Math 103 Notes 4-9-14

April 9, 2014

The Tower of Hanoi "puzzle" Coding Activity

More thinking about a fourth (and higher) dimension and coding:
A progression: Point and segment on a line, line segment and square in a plane (2-dim), square and a cube in space (3-dim), cube and a "hypercube" in hyperspace (4-dim)

The Hypercube and coordinates:
What do we measure? How does this determine "dimension?"
For a Line segment we can use one number to indicate distance and direction from a single point: 0 .... 1

For a Square we use two "coordinates" and we can identify the vertices of the square: (0,0), (1,0), (0,1),(1,1)
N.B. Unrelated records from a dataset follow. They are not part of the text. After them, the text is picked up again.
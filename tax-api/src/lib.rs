//! HTTP front end for the taxpayer registry and assessment calculator.

pub mod config;
pub mod error;
pub mod logging;
pub mod routes;
pub mod startup;

pub use startup::{AppState, build_registry, build_router, build_state};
For a Cube we use three "coordinates" and we can identify the vertices of the cube with qualities such as "left..right", "up... down", and "front ... back":
(0,0,0) , (1,0,0), (0,1,0),(1,1,0)
(0,0,1), (1,0,1), (0,1,1), (1,1,1)

For a Hypercube....we use four "coordinates" and we can identify the vertices of the hypercube with qualities such as "left..right", "up... down", and "front ... back" and "inside... outside": (0,0,0,0) , (1,0,0,0), (0,1,0,0),(1,1,0,0)
(0,0,1,0), (1,0,1,0), (0,1,1,0), (1,1,1,0)
(0,0,0,1) , (1,0,0,1), (0,1,0,1),(1,1,0,1)
(0,0,1,1), (1,0,1,1), (0,1,1,1), (1,1,1,1)

Another four dimensional object:
The hyper simplex!

point
line segment
triangle
tetrahedron ("simplex")

Cards and the fourth dimension.

(clubs,diamonds,hearts,spades)
(1,1,1,1) (0,0,0,0)
(1,1,0,1) (0,0,1,0)
(0,1,0,1) (1,0,1,0)
(0,0,0,1) (1,1,1,0)
(0,0,0,0) (1,1,1,1)

Hamiltonian Tour: move through each vertex once and only once.

Topology vocabulary:

"Bounded" In the plane- A line segment is bounded. A line is not bounded. A circle is bounded. A parabola is not bounded. "Bounded" means the object can be visualized in a box.

"closed" A line segment with endpoints is closed. A circle is closed. A line is closed. A line segment missing one or both endpoints in not closed. A circle missing one point is not closed.

"open" A line segment missing both endpoints is open. A line is open. A circle missing one point is open.

"connected" A line, a line segment, a circle, a circle missing one point, and a parabola are all connected.
A line segment missing an interior point is not connected.
It has two pieces.

The following two letters are topologically equivalent.

I C

The following two letters are topologically equivalent to each other but not to the previous two letters. This can be seen by removing a single point from these letters which will not disconnect the curves, as it does with the previous letters.

O D

The letter T missing the point where the top meets the vertical line segment is not connected. It has three pieces.

The letter Y missing the point where the top meets the vertical line segment also is not connected. It has three pieces.
T and Y are topologically the same (equivalent)! this can be seen by bending the tops to the letters up or down and stretching and shrinking the lengths as well.

Questions: Is a triangle topologically related to another triangle?
Yes. Stretch the sides and you'll also transform the angles.

Is an circle topologically related to a line? No.
The circle is bounded and still connected when you remove a point.
The line is not bounded and is disconnected when you remove a point.

Is a triangle topologically related to a square?a circle? yes.